Laws redefining marriage have forced religious organizations to shutter their foster and adoptive ministries because they are unable to place children with same-sex couples. Among other examples, this senseless religious intolerance occurred immediately following the redefinition of marriage in the District of Columbia, even though many other foster and adoption agencies were willing and able to place children with same-sex couples.
After a court redefined marriage in Massachusetts, public schools began teaching young elementary-school students that same-sex marriage is worthy of celebration. Parents who objected for religious reasons asked to excuse their children from these lessons. Yet a court denied parents even this modest religious protection, stating that because “Massachusetts has recognized gay marriage under its state constitution, it is entirely rational for its schools to educate their students regarding that recognition.”

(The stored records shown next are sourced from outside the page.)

//! Authentication utilities library
//!
//! Provides reusable authentication infrastructure:
//! - Password hashing (PBKDF2-HMAC-SHA512, `HEX(hash)-HEX(salt)` encoding)
//! - JWT token generation and validation (HS256, issuer and audience bound)
//! - Authentication coordination
//!
//! # Examples
//!
//! ## Password Hashing
//! ```
//! use auth::PasswordHasher;
//!
//! let hasher = PasswordHasher::new();
//! let hash = hasher.hash("my_password").unwrap();
//! let is_valid = hasher.verify("my_password", &hash).unwrap();
//! assert!(is_valid);
//! ```
//!
//! ## Complete Authentication Flow
//! ```
//! use auth::{Authenticator, TokenSettings};
//!
//! let auth = Authenticator::new(TokenSettings {
//!     secret: "secret_key_at_least_32_bytes_long!".to_string(),
//!     issuer: "workers-api".to_string(),
//!     audience: "workers-clients".to_string(),
//!     expire_days: 7,
//! });
//!
//! // Register: hash password
//! let hash = auth.hash_password("password123").unwrap();
//!
//! // Login: verify and generate token
//! let claims = auth.claims_for("user123", "alice", "alice@example.com");
//! let result = auth.authenticate("password123", &hash, &claims).unwrap();
//!
//! // Validate token
//! let decoded = auth.validate_token(&result.access_token).unwrap();
//! assert_eq!(decoded.unique_name, "alice");
//! ```

pub mod authenticator;
pub mod jwt;
pub mod password;

pub use authenticator::AuthenticationError;
pub use authenticator::AuthenticationResult;
pub use authenticator::Authenticator;
pub use authenticator::TokenSettings;
pub use jwt::Claims;
pub use jwt::JwtError;
pub use jwt::JwtHandler;
pub use password::PasswordError;
pub use password::PasswordHasher;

Redefined marriage laws have also compelled organizations with deeply held beliefs about marriage either to recognize the same-sex unions of their employees or to stop providing spousal benefits to all employees. In the District of Columbia, a Catholic organization terminated benefits to all of its employees’ spouses just so that it could continue to operate consistently with the dictates of its faith. And in New York, an employee of a Catholic hospital sued her employer demanding that it recognize her same-sex relationship and provide benefits to her partner.
Additionally, laws redefining marriage have also forced public servants with sincere religious convictions about marriage to resign from their positions. In New York, at least two municipal clerks suffered this fate. Similarly, in Saskatchewan, the courts refused to safeguard the conscience rights of marriage commissioners, despite the fact that the province had more than 370 marriage commissioners, most of whom did not object to presiding over a same-sex ceremony.
All of these examples, which are but a few of the many that could be cited, illustrate the bleak prospects for conscience rights and religious tolerance in a culture that embraces genderless marriage.
Sound logic, scholarly consensus, and recent experience all demonstrate that redefining marriage presents a significant threat to religious liberty. We as a society thus face a crossroads and must decide whether to change marriage to satisfy the demands of a few despite sacrificing the religious freedom of many. We should collectively choose to affirm marriage, decline to deviate our course, and continue along the road where religious liberty—a bedrock of our civilization—may flourish.